Joseph Goodman, a wealthy business owner in Washington State, led police on a high-speed chase while drunk, and despite having a blood alcohol level twice the legal limit (and despite the fact that it was his seventh DUI), he was given a year of work-release from jail, requiring him to spend nights and weekends in jail but allowing him to go to work in the day. In February 2014, he was even allowed to travel to New York for the Super Bowl. Why such lenience? Because according to the judge, to jail him outright would harm his business and employees.355 It’s the same logic that led a Colorado prosecutor not to seek felony charges against Martin Joel Erzinger after he ran over a bicyclist and fled the scene in 2010. Erzinger, a hedge fund manager for Smith Barney, was considered too important to jail. In the words of District Attorney Mark Hurlbert, “Felony convictions have some pretty serious job implications for someone in Mr. Erzinger’s profession.” Because Erzinger oversees more than $1 billion in assets for his rich clients, the D.A. feared that serious punishment would harm the interests of those “ultra-high net worth” individuals, and so he sought only misdemeanor charges that would not carry jail time. Even though Erzinger left the critically injured cyclist for dead and failed to report the incident, prosecutors thought it best to go easy on him.356

The courts are especially lenient on those who are heirs to large fortunes. In the past year, heirs to S.C. Johnson and Sons and DuPont managed to get off lightly for serious offenses in a way that no poor defendant in their position could have.
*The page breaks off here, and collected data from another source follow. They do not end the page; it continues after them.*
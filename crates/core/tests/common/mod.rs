//! Shared test helpers for `rtf2txt_core` integration tests.

#![allow(unreachable_pub)]

use std::io::{self, BufRead, Read};

use rtf2txt_core::{Conversion, ConvertConfig, Converter};

/// Convert with default settings, asserting success and UTF-8 output.
#[allow(dead_code)]
pub fn text_of(input: &str) -> String {
    let conv = run(input.as_bytes());
    String::from_utf8(conv.text).expect("output is UTF-8")
}

/// Convert with default settings (diagnostics collected), asserting success.
#[allow(dead_code)]
pub fn run(input: &[u8]) -> Conversion {
    Converter::with_config(ConvertConfig::default())
        .convert(input)
        .unwrap_or_else(|e| panic!("conversion failed: {e}"))
}

/// Diagnostic ids in emission order.
#[allow(dead_code)]
pub fn diag_ids(conv: &Conversion) -> Vec<&str> {
    conv.diagnostics.iter().map(|d| &*d.id).collect()
}

/// A reader that yields `data` and then fails with `kind`.
#[allow(dead_code)]
pub struct FailingReader {
    data: Vec<u8>,
    pos: usize,
    kind: io::ErrorKind,
}

impl FailingReader {
    #[allow(dead_code)]
    pub fn new(data: &[u8], kind: io::ErrorKind) -> Self {
        Self {
            data: data.to_vec(),
            pos: 0,
            kind,
        }
    }
}

impl Read for FailingReader {
    fn read(&mut self, buf: &mut [u8]) -> io::Result<usize> {
        let n = {
            let avail = self.fill_buf()?;
            let n = avail.len().min(buf.len());
            buf[..n].copy_from_slice(&avail[..n]);
            n
        };
        self.consume(n);
        Ok(n)
    }
}

impl BufRead for FailingReader {
    fn fill_buf(&mut self) -> io::Result<&[u8]> {
        if self.pos >= self.data.len() {
            return Err(io::Error::new(self.kind, "injected failure"));
        }
        Ok(&self.data[self.pos..])
    }

    fn consume(&mut self, amt: usize) {
        self.pos += amt;
    }
}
Billionaire Samuel Curtis Johnson III confessed to sexually assaulting his stepdaughter on numerous occasions but was only given four months in prison. His attorney argued, and the judge apparently agreed, that hard time should be reserved for “maximum defendants” rather than wealthy scions like Johnson.357 As for the DuPont heir, although convicted of raping his daughter, Robert Richards IV avoided jail time and was only sentenced to sex offender treatment, because, as the judge put it, he would “not fare well” in prison.358 Apparently if you’re wealthy and white, prison is too harsh for you no matter your crimes, while for Americans who are poor (and especially Americans of color), incarceration is still the preferred option. Such is a justice system in a culture of cruelty, operating under the affluence of a small self-valorizing minority that is given permission to prey upon the citizenry. Clearly, when modern-day Scrooges ask, “Are there no workhouses? No prisons?” they are only inquiring as to their availability for the poor and struggling.